At EMBL, Kai Simons was the program coordinator in the cell biology program, which turned out to be crucial for me. He was my mentor. He was the one who taught me how to focus on problems, and he generally guided and encouraged me, but also let me go my own direction. I had this great feeling of being independent, but also of being looked after. This is something I've tried to pass on to those who've worked with me: I like to foster a sense of scientific independence early on.
What do you mean by “scientific independence”?
I think it's important for people to take ownership of their work. For instance, one thing I am rather strict about is the authorship of papers. I strongly feel that the person who did the work should be the one who gets credit for it. I shouldn't be on a paper if I only contributed reagents or grant money. A pragmatic test of this is whether I understand it well enough to present it at a major meeting.
How did you get interested in trying to understand the Golgi?

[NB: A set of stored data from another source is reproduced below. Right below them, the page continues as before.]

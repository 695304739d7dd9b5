use clap::Parser;
use crosscheck::{
    CrosscheckConfiguration, Error, RandomTokenSource, ReqwestHttpClient, ResolutionPolicy,
    CONFIG_PATH_ENV,
};
use std::{
    env,
    io::{self, Write},
    path::PathBuf,
    process::ExitCode,
};
use tracing::{error, info};
use tracing_subscriber::EnvFilter;

const EXIT_CHECKS_FAILED: u8 = 1;
const EXIT_ERROR: u8 = 2;

/// Checks several implementations of the same API against one set of endpoint expectations.
#[derive(Debug, Parser)]
#[command(name = "api-crosscheck", version)]
struct Cli {
    /// TOML configuration file (falls back to CROSSCHECK_CONFIG, then to the built-in table)
    #[arg(long, value_name = "PATH")]
    config: Option<PathBuf>,

    /// Base URL to check; repeat to check several. Replaces the configured list.
    #[arg(long = "base-url", value_name = "URL")]
    base_urls: Vec<String>,

    /// `per-category` or `generic`
    #[arg(long, value_name = "POLICY")]
    resolution: Option<ResolutionPolicy>,

    /// Print the effective configuration as TOML and exit
    #[arg(long)]
    print_config: bool,

    /// Exit with a failure code when any check failed or could not be evaluated
    #[arg(long)]
    strict: bool,
}

fn main() -> ExitCode {
    init_tracing();

    let stdout = io::stdout();
    let result = execute(Cli::parse(), |name| env::var(name).ok(), &mut stdout.lock());

    ExitCode::from(exit_status(result))
}

fn init_tracing() {
    tracing_subscriber::fmt()
        .with_env_filter(EnvFilter::try_from_default_env().unwrap_or_else(|_| EnvFilter::new("warn")))
        .with_writer(io::stderr)
        .init();
}

fn exit_status(result: Result<u8, Error>) -> u8 {
    match result {
        Ok(code) => code,
        Err(e) => {
            error!(error = %e, "crosscheck aborted");
            eprintln!("Error: {}", e);
            EXIT_ERROR
        }
    }
}

fn execute<F, W>(cli: Cli, env_lookup: F, out: &mut W) -> Result<u8, Error>
where
    F: Fn(&str) -> Option<String>,
    W: Write,
{
    let config_path = cli
        .config
        .or_else(|| env_lookup(CONFIG_PATH_ENV).map(PathBuf::from));

    let mut configuration = CrosscheckConfiguration::load_or_builtin(config_path.as_ref())?;
    configuration.apply_env_overrides(&env_lookup);

    if !cli.base_urls.is_empty() {
        configuration.set_base_urls(cli.base_urls);
    }
    if let Some(resolution) = cli.resolution {
        configuration.set_resolution(resolution);
    }
    configuration.validate()?;

    if cli.print_config {
        write!(out, "{}", configuration.to_toml()?)?;
        return Ok(0);
    }

    info!(
        base_urls = configuration.base_urls().len(),
        endpoints = configuration.catalog().len(),
        "starting crosscheck"
    );

    let client = ReqwestHttpClient::with_timeout(configuration.timeout())?;
    let summary = crosscheck::run(
        &configuration,
        &client,
        &mut RandomTokenSource::new(),
        out,
    )?;
    out.flush()?;

    if cli.strict && !summary.all_passed() {
        return Ok(EXIT_CHECKS_FAILED);
    }

    Ok(0)
}

#[cfg(test)]
mod tests {
    use super::*;
    use crosscheck::{HttpMethod, Reply, SimulatedBackend, SimulatedBackendConfiguration};
    use std::{fs, net::TcpListener};
    use tempfile::NamedTempFile;

    const HEALTH_ONLY: &str = r#"
base_urls = ["http://localhost:8081/from-file/api/v1"]

[[endpoints]]
key = "health"
path = "/health"
method = "GET"
inject_unique = false

[endpoints.template]
expected_status = 200
"#;

    const GOLANG_REGISTRATION_ONLY: &str = r#"
base_urls = ["http://localhost:8081/golang/api/v1"]
variants = ["csharp", "golang"]

[[endpoints]]
key = "register_golang"
path = "/auth/register"
method = "POST"

[endpoints.template]
expected_status = 201
payload = { email = "go.lang@example.com", password = "Password123" }
"#;

    fn cli(args: &[&str]) -> Cli {
        Cli::try_parse_from(std::iter::once("api-crosscheck").chain(args.iter().copied())).unwrap()
    }

    fn no_env(_: &str) -> Option<String> {
        None
    }

    fn execute_with<F: Fn(&str) -> Option<String>>(
        args: &[&str],
        env_lookup: F,
    ) -> (Result<u8, Error>, String) {
        let mut out = Vec::<u8>::new();
        let result = execute(cli(args), env_lookup, &mut out);

        (result, String::from_utf8(out).unwrap())
    }

    fn config_file(contents: &str) -> NamedTempFile {
        let file = NamedTempFile::new().unwrap();
        fs::write(file.path(), contents).unwrap();
        file
    }

    fn failing_backend() -> SimulatedBackend {
        let mut configuration = SimulatedBackendConfiguration::new();
        configuration.set_fallback(Reply::empty(500));
        SimulatedBackend::start(configuration).unwrap()
    }

    #[test]
    fn test_failed_checks_exit_zero_by_default() {
        let backend = failing_backend();
        let base_url = backend.url("/golang/api/v1");

        let (result, output) = execute_with(&["--base-url", &base_url], no_env);

        assert_eq!(result.unwrap(), 0);
        assert!(output.contains(&format!("Testing POST {}/products", base_url)));
        assert!(output.contains("Test failed."));
        // the flag replaces the built-in deployments
        assert!(!output.contains("deployment.api-csharp"));
        assert_eq!(backend.recorded_requests().unwrap().len(), 6);
    }

    #[test]
    fn test_strict_exits_one_when_a_check_failed() {
        let backend = failing_backend();
        let base_url = backend.url("/golang/api/v1");

        let (result, _) = execute_with(&["--strict", "--base-url", &base_url], no_env);

        assert_eq!(result.unwrap(), EXIT_CHECKS_FAILED);
    }

    #[test]
    fn test_strict_exits_one_when_a_check_was_not_evaluated() {
        let listener = TcpListener::bind(("127.0.0.1", 0)).unwrap();
        let base_url = format!("http://{}/golang/api/v1", listener.local_addr().unwrap());
        drop(listener);
        let file = config_file(HEALTH_ONLY);
        let config = file.path().to_str().unwrap();

        let (result, output) =
            execute_with(&["--strict", "--config", config, "--base-url", &base_url], no_env);

        assert_eq!(result.unwrap(), EXIT_CHECKS_FAILED);
        assert!(output.contains("Summary: 0 passed, 0 failed, 1 not evaluated"));
    }

    #[test]
    fn test_strict_exits_zero_when_every_check_passed() {
        let mut configuration = SimulatedBackendConfiguration::new();
        configuration.respond(HttpMethod::Get, "/php/api/v1/health", Reply::empty(200));
        let backend = SimulatedBackend::start(configuration).unwrap();
        let base_url = backend.url("/php/api/v1");
        let file = config_file(HEALTH_ONLY);
        let config = file.path().to_str().unwrap();

        let (result, output) =
            execute_with(&["--strict", "--config", config, "--base-url", &base_url], no_env);

        assert_eq!(result.unwrap(), 0);
        assert!(output.contains("Test passed!"));
    }

    #[test]
    fn test_configuration_error_exits_two() {
        let (result, output) = execute_with(&["--base-url", "not-a-url"], no_env);

        assert!(matches!(&result, Err(Error::InvalidBaseUrl(url)) if url == "not-a-url"));
        assert_eq!(exit_status(result), EXIT_ERROR);
        assert!(output.is_empty());
    }

    #[test]
    fn test_print_config_writes_toml_without_checking() {
        let (result, output) = execute_with(
            &["--print-config", "--base-url", "http://localhost:8081/golang/api/v1/"],
            no_env,
        );

        assert_eq!(result.unwrap(), 0);
        assert!(!output.contains("Testing"));

        let printed = CrosscheckConfiguration::from_toml_str(&output).unwrap();
        assert_eq!(printed.base_urls(), &["http://localhost:8081/golang/api/v1"]);
        assert_eq!(printed.catalog().len(), 8);
    }

    #[test]
    fn test_config_path_falls_back_to_environment() {
        let file = config_file(HEALTH_ONLY);
        let path = file.path().to_str().unwrap().to_string();

        let (result, output) = execute_with(&["--print-config"], |name| match name {
            CONFIG_PATH_ENV => Some(path.clone()),
            _ => None,
        });

        assert_eq!(result.unwrap(), 0);
        let printed = CrosscheckConfiguration::from_toml_str(&output).unwrap();
        assert_eq!(printed.base_urls(), &["http://localhost:8081/from-file/api/v1"]);
        assert_eq!(printed.catalog().len(), 1);
    }

    #[test]
    fn test_environment_base_urls_are_overridden_by_the_flag() {
        let env_lookup = |name: &str| match name {
            crosscheck::BASE_URLS_ENV => Some("http://localhost:9000/php/api/v1".to_string()),
            _ => None,
        };

        let (_, from_env) = execute_with(&["--print-config"], env_lookup);
        let (_, from_flag) = execute_with(
            &["--print-config", "--base-url", "http://localhost:9001/csharp/api/v1"],
            env_lookup,
        );

        assert!(from_env.contains("http://localhost:9000/php/api/v1"));
        assert!(!from_flag.contains("localhost:9000"));
        assert!(from_flag.contains("http://localhost:9001/csharp/api/v1"));
    }

    #[test]
    fn test_resolution_flag_applies_before_validation() {
        let file = config_file(GOLANG_REGISTRATION_ONLY);
        let config = file.path().to_str().unwrap();

        let (rejected, _) = execute_with(&["--print-config", "--config", config], no_env);
        let (accepted, output) = execute_with(
            &["--print-config", "--config", config, "--resolution", "generic"],
            no_env,
        );

        assert!(matches!(rejected, Err(Error::UnknownEndpoint(key)) if key == "register_csharp"));
        assert_eq!(accepted.unwrap(), 0);
        assert!(output.contains("resolution = \"generic\""));
    }
}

My postdoctoral work was on membranes. I'd always been interested in the Golgi—it's such a beautiful, elegant looking thing, really. But it was actually at EMBL, on Kai's suggestion, that I got into looking at the passage of viral membrane proteins through the cell. These proteins are made in the ER and end up on the plasma membrane, but at the time we didn't know how they got there—for all we knew, they might skip the Golgi altogether. One of the first things we did in my own laboratory was to actually look at this process and show that membrane proteins go from the ER to the Golgi to the plasma membrane. It sounds trivial now, but at that time it was quite an important step to show that membrane proteins all followed the same pathway as did soluble secretory proteins.
BREAKING IT DOWN
But eventually you became interested in what happens to the Golgi in mitosis?

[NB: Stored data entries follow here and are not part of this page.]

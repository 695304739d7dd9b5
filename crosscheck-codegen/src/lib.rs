use proc_macro::TokenStream;
use proc_macro2::Span;
use quote::quote;
use quote::quote_spanned;

/// Turns `fn name(backend: &SimulatedBackend) { .. }` into a `#[test]` that starts a simulated
/// backend configured by the given function and stops it once the body returns or panics.
#[proc_macro_attribute]
pub fn simulated_backend_test(attrs: TokenStream, item: TokenStream) -> TokenStream {
    let input = syn::parse_macro_input!(item as syn::ItemFn);
    let args = syn::parse_macro_input!(attrs as syn::AttributeArgs);

    let signature = &input.sig;
    let block = &input.block;
    let attributes = &input.attrs;
    let test_name = &signature.ident;
    let inputs = &signature.inputs;

    if args.len() != 1 {
        return quote! {
            compile_error!("A backend configuration function should be passed to the macro");
        }
        .into();
    }

    let configuration_function;
    if let syn::NestedMeta::Meta(syn::Meta::Path(function_path)) = &args[0] {
        configuration_function = function_path;
    } else {
        return quote! {
            compile_error!("The argument should be a configuration function!");
        }
        .into();
    }

    if let Err(stream) = validate_signature(signature) {
        return stream.into();
    }

    let output = quote! {
        #[test]
        #(#attributes)*
        fn #test_name() {
            fn __crosscheck_test_body(#inputs) #block

            let mut __crosscheck_configuration = crosscheck::SimulatedBackendConfiguration::new();
            #configuration_function(&mut __crosscheck_configuration);

            let __crosscheck_backend =
                match crosscheck::SimulatedBackend::start(__crosscheck_configuration) {
                    Ok(backend) => backend,
                    Err(e) => panic!("Simulated backend error: {}", e),
                };

            __crosscheck_test_body(&__crosscheck_backend);
        }
    };

    TokenStream::from(output)
}

fn validate_signature(signature: &syn::Signature) -> Result<(), proc_macro2::TokenStream> {
    let span: Span = signature.ident.span();

    if signature.inputs.len() != 1 {
        return Err(quote_spanned! {span=>
            compile_error!("The test should take exactly one `&SimulatedBackend` argument!");
        });
    }

    if signature.asyncness.is_some() {
        return Err(quote_spanned! {span=>
            compile_error!("Async tests are not supported!");
        });
    }

    Ok(())
}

Our EMBL colleagues had made an antibody against mannosidase II, which visualizes whole Golgi, and we saw that if you looked at the Golgi of most interphase cells, you'd see the nucleus and this nice Golgi ribbon next to it. But if you looked at cells undergoing mitosis, the Golgi would virtually disappear—it completely fragments—and is later reassembled in each daughter cell after mitosis. I saw there was essentially no literature on this, so I decided to look into it. At this time, no one knew about COPI vesicles and things like that, but we eventually came up with the idea that what happens during mitosis is that vesicles keep budding off the Golgi as part of the normal process of protein transport, but they can no longer fuse, leading to the Golgi's disintegration.
“I strongly feel that the person who did the work should be the one who gets credit for it.”

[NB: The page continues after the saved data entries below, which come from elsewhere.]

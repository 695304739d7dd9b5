use std::io;
use thiserror::Error;

#[derive(Debug, Error)]
pub enum Error {
    #[error("Unknown endpoint `{0}`")]
    UnknownEndpoint(String),
    #[error("Endpoint `{endpoint}` has no payload template for variant `{variant}`")]
    MissingVariantTemplate { endpoint: String, variant: String },
    #[error("Unsupported HTTP method `{0}`, only GET and POST are supported")]
    UnsupportedMethod(String),
    #[error("Unknown resolution policy `{0}`, expected `per-category` or `generic`")]
    UnknownResolutionPolicy(String),
    #[error("At least one backend variant has to be configured")]
    NoVariants,
    #[error("Invalid base URL `{0}`, it should start with http:// or https:// followed by a host")]
    InvalidBaseUrl(String),
    #[error("Invalid configuration: {0}")]
    InvalidConfiguration(String),
    #[error("Endpoint `{endpoint}` template is missing required field `{field}`")]
    MissingRequiredField { endpoint: String, field: String },
    #[error("IoError: {0}")]
    IoError(#[from] io::Error),
    #[error("reqwest error: {0}")]
    ReqwestError(#[from] reqwest::Error),
    #[error("Configuration parse error: {0}")]
    TomlError(#[from] toml::de::Error),
    #[error("Configuration serialization error: {0}")]
    TomlSerializeError(#[from] toml::ser::Error),
    #[error("Json error: {0}")]
    JsonError(#[from] serde_json::Error),
    #[error("The lock was poisoned")]
    PoisonedLock,
}

impl<T> From<std::sync::PoisonError<T>> for Error {
    fn from(_: std::sync::PoisonError<T>) -> Self {
        Error::PoisonedLock
    }
}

Why did you recently move to studying Golgi duplication in trypanosomes?
Much of my work has been done in mammalian cells. But the trouble with a mammalian cell is that it has 100 copies of the Golgi that become 200 copies during mitosis. All of them are stitched together into one huge ribbon, so you really can't follow what's going on. In trypanosomes, you just have one Golgi and you can actually watch it duplicate using GFP-tagged proteins. And, because the organism is genetically tractable and the genome completely sequenced, you can also do all the normal experiments like mutating candidate genes, RNAi, and so on.
We recently discovered this new structure that we call a bilobe. It seems to be a scaffold that designates where the new Golgi grows during the cell cycle. We're now trying to explore its composition, and what function it has in cells. We're taking the biochemist's approach, again: pick it apart and see how it works.
Let's pick apart your career: you've moved around a lot, haven't you?
I always try to tell people it's good to move every ten years or so, because you just don't realize how comfortable you become where you are. When you're suddenly thrown into a new environment it can jog your thinking out of any rut you might have been in. But perhaps I am done with moving now. I'm Director here at the Max Perutz, and the two universities here have set me up with a very nice package of funding for junior group leaders. We're bringing in new people with great ideas. It's very exciting.